There are slight differences in the distribution of property crime (stronger tails at at higher and lower values) and violent crime (stronger tails at higher values) compared to the general population distribution. If we assume that violence is normally distributed (in the statistical, not the moral, sense), which is the only reasonable conclusion from the similarities in the distributions above, and occurrs at roughly the rate given above in any given population of humans, these tail peaks would indicate deviation from this "normal" behavior - not just in very small communities where the violent crime rate is zero, but in the accumulation of a lower violent crime rate across all of society (leading to a shift in the spread of the distribution).
We can also see this in quantile-quantile plots of these distributions. Outliers on the high end are shown on the right side of the quantile-quantile plot, while the outliers on the low end are shown on the left side of the plot.
import scipy.stats as stats
import statsmodels.api as sm
fig, (ax1,ax2) = subplots(1,2, figsize=(14,4))
vcqq = sm.qqplot(df_city['Violent crime'][df_city['Violent crime']>0].map( lambda x : np.log10(x) ),
fit=True, line='45', ax=ax1)
ax1.set_title('Quantile-Quantile Plot: Violent Crime')
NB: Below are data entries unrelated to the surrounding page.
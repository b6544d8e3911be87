//! Streamable HTTP transport.
//!
//! The MCP service is mounted at `/mcp` next to a plain `/healthz` route.
//! Sessions are not kept: every POST carries a complete exchange.

use std::sync::Arc;

use anyhow::Context;
use axum::http::StatusCode;
use axum::response::IntoResponse;
use axum::routing::get;
use axum::Router;
use rmcp::transport::streamable_http_server::session::local::LocalSessionManager;
use rmcp::transport::streamable_http_server::{StreamableHttpServerConfig, StreamableHttpService};
use tower_http::trace::TraceLayer;
use tracing::info;

use crate::config::ServerConfig;
use crate::nowcast::Nowcaster;
use crate::server::NowcastMcpServer;

pub fn router(nowcaster: Arc<Nowcaster>) -> Router {
    let mcp_service = StreamableHttpService::new(
        move || Ok(NowcastMcpServer::new(Arc::clone(&nowcaster))),
        LocalSessionManager::default().into(),
        StreamableHttpServerConfig {
            stateful_mode: false,
            ..Default::default()
        },
    );

    Router::new()
        .route("/healthz", get(healthz))
        .nest_service("/mcp", mcp_service)
        .layer(TraceLayer::new_for_http())
}

/// Binds `config.bind_addr()` and serves until SIGINT/SIGTERM.
pub async fn serve(nowcaster: Arc<Nowcaster>, config: &ServerConfig) -> anyhow::Result<()> {
    let addr = config.bind_addr();
    let listener = tokio::net::TcpListener::bind(&addr)
        .await
        .with_context(|| format!("failed to bind {}", addr))?;
    info!("MCP HTTP stream listening on http://{}/mcp", addr);

    axum::serve(listener, router(nowcaster))
        .with_graceful_shutdown(shutdown_signal())
        .await
        .context("HTTP server error")?;

    info!("MCP HTTP stream stopped");
    Ok(())
}

async fn healthz() -> impl IntoResponse {
    (StatusCode::OK, "ok")
}

async fn shutdown_signal() {
    let ctrl_c = async {
        let _ = tokio::signal::ctrl_c().await;
    };

    #[cfg(unix)]
    let terminate = async {
        use tokio::signal::unix::{signal, SignalKind};
        if let Ok(mut sigterm) = signal(SignalKind::terminate()) {
            sigterm.recv().await;
        }
    };

    #[cfg(not(unix))]
    let terminate = std::future::pending::<()>();

    tokio::select! {
        _ = ctrl_c => {},
        _ = terminate => {},
    }
}
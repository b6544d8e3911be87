//! Current-weather orchestration.
//!
//! Resolves the requested city, walks the planned query windows in order,
//! classifies each upstream answer, and stops at the first usable one:
//!
//! ```text
//! ResolvingRegion ──unsupported──▶ Done(failure)
//!        │
//!        ▼
//! TryingWindow(0) ──accepted──▶ Done(success)
//!        │ empty / transport failure
//!        ▼
//! TryingWindow(1) ──accepted──▶ Done(success)
//!        │ empty / transport failure
//!        ▼
//! Done(failure)
//! ```
//!
//! Every path yields a `NowcastResult`; nothing here returns `Err` or panics.

use chrono::{DateTime, FixedOffset};

use crate::analysis::normalize_observations;
use crate::catalog::{KmaTables, ReferenceTables};
use crate::config::Config;
use crate::ingest::{KmaClient, ObservationSource, UpstreamResponse};
use crate::logging::{log_empty_window, log_fetch_summary, log_upstream_failure};
use crate::model::{
    AttemptRecord, CandidateWindows, GridPoint, IssuedWindow, NowcastError, NowcastFailure,
    NowcastReport, NowcastResult, QueryWindow, SupportedRegions, UpstreamError, RESULT_CODE_OK,
};
use crate::regions::{normalize_region_name, EXAMPLE_INPUTS};
use crate::schedule::{now_kst, plan_windows_at};

/// Error reported when every window failed without recording a reason.
const UNKNOWN_ERROR: &str = "알 수 없는 오류";

// ---------------------------------------------------------------------------
// Attempt classification
// ---------------------------------------------------------------------------

/// What one upstream call amounted to.
#[derive(Debug, Clone, PartialEq)]
pub enum AttemptOutcome {
    /// Success code and at least one item.
    Accepted(UpstreamResponse),
    /// Parsed, but a non-success code or no items.
    Empty {
        result_code: String,
        result_msg: String,
        count: usize,
    },
    /// HTTP status, network or decode failure.
    TransportFailure(UpstreamError),
}

pub fn classify(result: Result<UpstreamResponse, UpstreamError>) -> AttemptOutcome {
    match result {
        Ok(response) if response.result_code == RESULT_CODE_OK && !response.items.is_empty() => {
            AttemptOutcome::Accepted(response)
        }
        Ok(response) => AttemptOutcome::Empty {
            count: response.items.len(),
            result_code: response.result_code,
            result_msg: response.result_msg,
        },
        Err(err) => AttemptOutcome::TransportFailure(err),
    }
}

/// Last-error message for a window that parsed but had nothing usable.
pub fn empty_data_message(result_code: &str, count: usize) -> String {
    format!(
        "empty data: 정상 응답이지만 데이터가 비어있습니다(resultCode={}, count={})",
        result_code, count
    )
}

fn attempt_record(window: &QueryWindow) -> AttemptRecord {
    AttemptRecord {
        base_date: window.base_date(),
        base_time: window.base_time(),
        result_code: None,
        result_msg: None,
        count: 0,
        error: None,
    }
}

// ---------------------------------------------------------------------------
// Failure payloads
// ---------------------------------------------------------------------------

impl NowcastFailure {
    fn from_error(err: &NowcastError) -> Self {
        Self {
            ok: false,
            error: err.to_string(),
            ..Self::default()
        }
    }
}

// ---------------------------------------------------------------------------
// Orchestrator
// ---------------------------------------------------------------------------

/// Reads a variable from the process environment.
pub type KeyLookup = fn(&str) -> Option<String>;

fn process_env(name: &str) -> Option<String> {
    std::env::var(name).ok()
}

/// Entry point for the two inbound operations.
pub struct Nowcaster<R = KmaTables> {
    config: Config,
    tables: R,
    key_lookup: KeyLookup,
}

impl Nowcaster<KmaTables> {
    pub fn new(config: Config) -> Self {
        Self::with_tables(config, KmaTables)
    }
}

impl<R: ReferenceTables> Nowcaster<R> {
    pub fn with_tables(config: Config, tables: R) -> Self {
        Self {
            config,
            tables,
            key_lookup: process_env,
        }
    }

    /// Replaces the environment lookup used to find `KMA_SERVICE_KEY`.
    pub fn with_key_lookup(mut self, lookup: KeyLookup) -> Self {
        self.key_lookup = lookup;
        self
    }

    pub fn config(&self) -> &Config {
        &self.config
    }

    /// Supported region keys (sorted) and example inputs that resolve to them.
    pub fn list_supported_regions(&self) -> SupportedRegions {
        SupportedRegions {
            supported_cities: self.tables.region_keys(),
            examples: EXAMPLE_INPUTS.iter().map(|s| s.to_string()).collect(),
        }
    }

    /// Fetches the latest observation for `city` from the KMA API.
    ///
    /// The credential is resolved per call and a fresh client is built per
    /// call; nothing is shared between invocations.
    pub fn get_now_weather(&self, city: &str) -> NowcastResult {
        let service_key = match self.config.resolve_service_key_with(self.key_lookup) {
            Ok(key) => key,
            Err(err) => {
                tracing::error!("{}", err);
                return NowcastResult::Failure(NowcastFailure::from_error(&err));
            }
        };

        if let Err(failure) = self.resolve_region(city) {
            return NowcastResult::Failure(failure);
        }

        let client = match KmaClient::new(&self.config.upstream, &service_key) {
            Ok(client) => client,
            Err(err) => {
                tracing::error!("{}", err);
                return NowcastResult::Failure(NowcastFailure::from_error(&err));
            }
        };

        self.get_now_weather_with(&client, city, now_kst())
    }

    /// Same as `get_now_weather` but with an injected source and clock, and
    /// no credential check.
    pub fn get_now_weather_with<S: ObservationSource + ?Sized>(
        &self,
        source: &S,
        city: &str,
        now: DateTime<FixedOffset>,
    ) -> NowcastResult {
        let (region, grid) = match self.resolve_region(city) {
            Ok(resolved) => resolved,
            Err(failure) => return NowcastResult::Failure(failure),
        };

        let windows = plan_windows_at(now);
        let base_date = windows
            .first()
            .map(QueryWindow::base_date)
            .unwrap_or_default();

        let mut attempts: Vec<AttemptRecord> = Vec::with_capacity(windows.len());
        let mut last_error: Option<String> = None;

        for window in &windows {
            let mut record = attempt_record(window);

            match classify(source.fetch(window, grid)) {
                AttemptOutcome::Accepted(response) => {
                    record.result_code = Some(response.result_code);
                    record.result_msg = Some(response.result_msg);
                    record.count = response.items.len();
                    attempts.push(record);

                    log_fetch_summary(&region, &attempts, Some(window));
                    return NowcastResult::Success(NowcastReport {
                        ok: true,
                        observations: normalize_observations(&response.items, &self.tables),
                        region,
                        grid,
                        issued: IssuedWindow {
                            base_date: window.base_date(),
                            base_time: window.base_time(),
                        },
                        attempts,
                    });
                }
                AttemptOutcome::Empty {
                    result_code,
                    result_msg,
                    count,
                } => {
                    log_empty_window(&region, window, &result_code, count);
                    last_error = Some(empty_data_message(&result_code, count));
                    record.result_code = Some(result_code);
                    record.result_msg = Some(result_msg);
                    record.count = count;
                    attempts.push(record);
                }
                AttemptOutcome::TransportFailure(err) => {
                    log_upstream_failure(&region, window, &err);
                    record.error = Some(err.to_string());
                    last_error = Some(err.to_string());
                    attempts.push(record);
                }
            }
        }

        log_fetch_summary(&region, &attempts, None);
        NowcastResult::Failure(NowcastFailure {
            ok: false,
            error: last_error.unwrap_or_else(|| UNKNOWN_ERROR.to_string()),
            region: Some(region),
            grid: Some(grid),
            candidates: Some(CandidateWindows {
                base_date,
                candidate_times: windows.iter().map(QueryWindow::base_time).collect(),
            }),
            attempts: Some(attempts),
            ..NowcastFailure::default()
        })
    }

    /// Normalizes `city` and looks it up. The failure carries the original
    /// input, the normalized form and the supported set.
    fn resolve_region(&self, city: &str) -> Result<(String, GridPoint), NowcastFailure> {
        let normalized = normalize_region_name(city);
        match self.tables.region(&normalized) {
            Some(grid) => Ok((normalized, grid)),
            None => {
                let err = NowcastError::UnsupportedRegion {
                    input: city.to_string(),
                    normalized: normalized.clone(),
                };
                tracing::info!(input = city, normalized = %normalized, "unsupported region");
                Err(NowcastFailure {
                    input: Some(city.to_string()),
                    normalized: Some(normalized),
                    supported_cities: Some(self.tables.region_keys()),
                    ..NowcastFailure::from_error(&err)
                })
            }
        }
    }
}

// ---------------------------------------------------------------------------
// Tests
// ---------------------------------------------------------------------------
pcqq = sm.qqplot(df_city['Property crime'][df_city['Property crime']>0].map( lambda x : np.log10(x) ),
fit=True, line='45', ax=ax2)
ax2.set_title('Quantile-Quantile Plot: Property Crime')
show()
We can see what cities correspond to these outlier behaviors (obviously, the one on the very top right is going to be Los Angeles - which has five times the number of violent crimes reported as the runner up, San Francisco). We can pick out a couple of cities that represent the high and low ends, the abnormal tails, of the violent crime and property crime distributions:
vcqq = stats.probplot(df_city['Violent crime'][df_city['Violent crime']>0].map( lambda x : np.log10(x) ), dist="norm")
# len: 327
vcqqx = vcqq[0][0]
vcqqy = vcqq[0][1]
cut1 = 15
cut2 = 310
plot(vcqqx[:cut1],vcqqy[:cut1],'o', color=sns.xkcd_rgb["dusty green"])
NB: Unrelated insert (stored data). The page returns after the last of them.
//! KMA ultra-short-term observation (초단기실황) API client.
//!
//! Calls `getUltraSrtNcst` on the data.go.kr gateway for one grid cell and
//! one (base_date, base_time) window, and pulls the header and item list
//! out of the JSON envelope:
//!
//! ```text
//! {"response": {"header": {"resultCode": "00", "resultMsg": "NORMAL_SERVICE"},
//!               "body": {"items": {"item": [{"category": "T1H", "obsrValue": "21.3", ...}]}}}}
//! ```
//!
//! API guide: 기상청41_단기예보 조회서비스_오픈API활용가이드 (data.go.kr 15084084).
//!
//! The client never retries; falling back to an earlier window is the
//! orchestrator's job.

use reqwest::header::ACCEPT;
use serde_json::Value;
use tracing::debug;

use crate::config::UpstreamConfig;
use crate::model::{GridPoint, NowcastError, QueryWindow, RawObservation, UpstreamError};

/// Default `getUltraSrtNcst` endpoint.
pub const ULTRA_SRT_NCST_URL: &str =
    "https://apis.data.go.kr/1360000/VilageFcstInfoService_2.0/getUltraSrtNcst";

/// Longest slice of a non-JSON body echoed into a decode error.
const BODY_SNIPPET_CHARS: usize = 120;

// ============================================================================
// Response types
// ============================================================================

/// The parts of one upstream response the orchestrator looks at.
#[derive(Debug, Clone, PartialEq, Default)]
pub struct UpstreamResponse {
    pub result_code: String,
    pub result_msg: String,
    pub items: Vec<RawObservation>,
}

/// Anything that can answer one observation request. `KmaClient` is the
/// real implementation; tests script their own.
pub trait ObservationSource {
    fn fetch(&self, window: &QueryWindow, grid: GridPoint) -> Result<UpstreamResponse, UpstreamError>;
}

// ============================================================================
// API Client
// ============================================================================

/// Blocking client for one invocation. Holds the credential; never log it.
pub struct KmaClient {
    http: reqwest::blocking::Client,
    endpoint: String,
    service_key: String,
    page_size: u32,
}

impl KmaClient {
    /// Builds a client with the configured per-request timeout.
    pub fn new(config: &UpstreamConfig, service_key: &str) -> Result<Self, NowcastError> {
        let http = reqwest::blocking::Client::builder()
            .timeout(config.timeout)
            .user_agent(concat!("kma_nowcast/", env!("CARGO_PKG_VERSION")))
            .build()
            .map_err(|e| NowcastError::Client(e.to_string()))?;

        Ok(Self {
            http,
            endpoint: config.endpoint.clone(),
            service_key: service_key.to_string(),
            page_size: config.page_size,
        })
    }

    /// Query parameters for one request. One page sized to hold every
    /// category, JSON negotiated explicitly.
    pub fn query_params(&self, window: &QueryWindow, grid: GridPoint) -> Vec<(&'static str, String)> {
        vec![
            ("serviceKey", self.service_key.clone()),
            ("numOfRows", self.page_size.to_string()),
            ("pageNo", "1".to_string()),
            ("dataType", "JSON".to_string()),
            ("base_date", window.base_date()),
            ("base_time", window.base_time()),
            ("nx", grid.nx.to_string()),
            ("ny", grid.ny.to_string()),
        ]
    }
}

impl ObservationSource for KmaClient {
    fn fetch(&self, window: &QueryWindow, grid: GridPoint) -> Result<UpstreamResponse, UpstreamError> {
        debug!(window = %window, grid = %grid, "requesting getUltraSrtNcst");

        let response = self
            .http
            .get(&self.endpoint)
            .query(&self.query_params(window, grid))
            .header(ACCEPT, "application/json")
            .send()
            .map_err(network_error)?;

        let status = response.status();
        if !status.is_success() {
            return Err(UpstreamError::HttpStatus(status.as_u16()));
        }

        let body = response.text().map_err(network_error)?;
        let json: Value = serde_json::from_str(&body)
            .map_err(|e| UpstreamError::Decode(format!("{} (body: {})", e, snippet(&body))))?;

        Ok(parse_envelope(&json))
    }
}

/// Maps a reqwest error without the request URL, which carries the
/// service key.
fn network_error(err: reqwest::Error) -> UpstreamError {
    let err = err.without_url();
    if err.is_timeout() {
        UpstreamError::Network(format!("request timed out: {}", err))
    } else {
        UpstreamError::Network(err.to_string())
    }
}

fn snippet(body: &str) -> String {
    let trimmed = body.trim();
    if trimmed.chars().count() <= BODY_SNIPPET_CHARS {
        trimmed.to_string()
    } else {
        let cut: String = trimmed.chars().take(BODY_SNIPPET_CHARS).collect();
        format!("{}…", cut)
    }
}

// ============================================================================
// Envelope parsing
// ============================================================================

/// Extracts the result code, message and items from a decoded envelope.
///
/// Missing header fields become empty strings; the orchestrator treats any
/// code other than "00" as "not available yet".
pub fn parse_envelope(json: &Value) -> UpstreamResponse {
    let header = json.pointer("/response/header");
    let header_text = |field: &str| {
        header
            .and_then(|h| h.get(field))
            .and_then(value_as_text)
            .map(|s| s.trim().to_string())
            .unwrap_or_default()
    };

    UpstreamResponse {
        result_code: header_text("resultCode"),
        result_msg: header_text("resultMsg"),
        items: extract_items(json),
    }
}

/// Pulls `response.body.items.item` out of the envelope.
///
/// `item` may be a list, a single object, or absent (the gateway sends
/// `"items": ""` when there is nothing). Every structural surprise degrades
/// to an empty list rather than an error.
pub fn extract_items(json: &Value) -> Vec<RawObservation> {
    match json.pointer("/response/body/items/item") {
        Some(Value::Array(items)) => items.iter().filter_map(parse_item).collect(),
        Some(item @ Value::Object(_)) => parse_item(item).into_iter().collect(),
        _ => Vec::new(),
    }
}

fn parse_item(item: &Value) -> Option<RawObservation> {
    let fields = item.as_object()?;
    let text = |key: &str| fields.get(key).and_then(value_as_text);

    Some(RawObservation {
        category: text("category").map(|s| s.trim().to_string()).unwrap_or_default(),
        value: text("obsrValue"),
        numeric: matches!(fields.get("obsrValue"), Some(Value::Number(_))),
        base_date: text("baseDate"),
        base_time: text("baseTime"),
        nx: fields.get("nx").and_then(value_as_i64),
        ny: fields.get("ny").and_then(value_as_i64),
    })
}

/// Scalars as text; the gateway sends numbers both quoted and bare.
fn value_as_text(value: &Value) -> Option<String> {
    match value {
        Value::String(s) => Some(s.clone()),
        Value::Number(n) => Some(n.to_string()),
        Value::Bool(b) => Some(b.to_string()),
        _ => None,
    }
}

fn value_as_i64(value: &Value) -> Option<i64> {
    match value {
        Value::Number(n) => n.as_i64(),
        Value::String(s) => s.trim().parse().ok(),
        _ => None,
    }
}

// ============================================================================
// Tests
// ============================================================================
plot(vcqqx[cut1:cut2],vcqqy[cut1:cut2],'o', color=sns.xkcd_rgb["denim blue"])
plot(vcqqx[cut2:],vcqqy[cut2:],'o', color=sns.xkcd_rgb["watermelon"])
title('Violent Crime: Quantile-Quantile Color Coded for Outliers')
show()
The blue points are all following a 45-degree line pretty closely, which indicates they are normally distributed (that little dip at x = -1 is the bulge in the left side of the distribution of violent crime). The color-coded sections are the sections that deviate significantly from the 45-degree line, indicating they have an abnormally high or low incidence of violent crime for the human population sampled by this data, which is...
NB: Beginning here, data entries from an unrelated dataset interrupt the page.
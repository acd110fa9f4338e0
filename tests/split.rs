use rowdb::error::DbResult;
use rowdb::storage::page::{INTERNAL_MAX_KEYS, LEAF_MAX_CELLS};
use rowdb::storage::row::Row;
use rowdb::table::Table;
use tempfile::TempDir;

fn open_table(dir: &TempDir) -> Table {
    let _ = env_logger::builder().is_test(true).try_init();
    Table::open(dir.path().join("test.rowdb")).unwrap()
}

fn row(id: i64) -> Row {
    Row::new(id, format!("user{id}"), format!("user{id}@example.com"))
}

fn ids(table: &mut Table) -> Vec<i64> {
    table
        .select_all()
        .unwrap()
        .map(|r| r.map(|row| row.id))
        .collect::<DbResult<Vec<i64>>>()
        .unwrap()
}

#[test]
fn ascending_inserts_force_leaf_splits() {
    let dir = TempDir::new().unwrap();
    let mut table = open_table(&dir);

    // Three leaves' worth of rows guarantees at least two leaf splits.
    let n = (LEAF_MAX_CELLS * 3) as i64;
    for i in 0..n {
        table.insert(&row(i)).unwrap();
    }

    assert_eq!(ids(&mut table), (0..n).collect::<Vec<i64>>());
}

#[test]
fn descending_inserts_force_internal_splits() {
    let dir = TempDir::new().unwrap();
    let mut table = open_table(&dir);

    // Enough rows that the internal root itself must split, growing the tree
    // to three levels.
    let n = (LEAF_MAX_CELLS * (INTERNAL_MAX_KEYS + 2) * 3) as i64;
    for i in (0..n).rev() {
        table.insert(&row(i)).unwrap();
    }

    assert_eq!(ids(&mut table), (0..n).collect::<Vec<i64>>());
}

#[test]
fn interleaved_inserts_keep_every_key_exactly_once() {
    let dir = TempDir::new().unwrap();
    let mut table = open_table(&dir);

    for i in (0..100).step_by(2) {
        table.insert(&row(i)).unwrap();
    }
    for i in (1..100).step_by(2) {
        table.insert(&row(i)).unwrap();
    }

    assert_eq!(ids(&mut table), (0..100).collect::<Vec<i64>>());
}

#[test]
fn duplicates_still_detected_after_splits() {
    let dir = TempDir::new().unwrap();
    let mut table = open_table(&dir);

    for i in 0..60 {
        table.insert(&row(i)).unwrap();
    }
    for i in [0, 13, 14, 29, 59] {
        assert!(table.insert(&row(i)).is_err(), "key {i} accepted twice");
    }
    assert_eq!(ids(&mut table).len(), 60);
}

#[test]
fn rows_survive_splits_intact() {
    let dir = TempDir::new().unwrap();
    let mut table = open_table(&dir);

    for i in 0..50 {
        table.insert(&row(i)).unwrap();
    }

    let rows = table
        .select_all()
        .unwrap()
        .collect::<DbResult<Vec<Row>>>()
        .unwrap();
    for (i, r) in rows.iter().enumerate() {
        assert_eq!(r, &row(i as i64));
    }
}
pub mod error;
pub mod storage;
pub mod table;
print "%0.3e"%(df_city['Population'].sum())
26.7 million people.
The two slices of the DataFrame containing city data show the cities corresponding to these green and red points.
print "="*40
print "Unusually high total incidence of violent crime:"
print df_city[['City','Population','Violent crime']].sort_values('Violent crime',ascending=False)[:cut1]
There you go - your list of the cities that are inflating that tail at the top end of the violent crime distribution. The cities listed above are the watermelon-colored points in the color-coded quantile-quantile plot.
The top five cities for violent crime in California are:
print "="*40
print "Unusually low total incidence of violent crime:"
print df_city[['City','Population','Violent crime']].sort_values('Violent crime',ascending=True)[:df_city.shape[0]-cut2]
And for those who prefer Pleasantville, USA, here is the other end of the spectrum. The cities listed above are the blue points in the color-coded quantile-quantile plot.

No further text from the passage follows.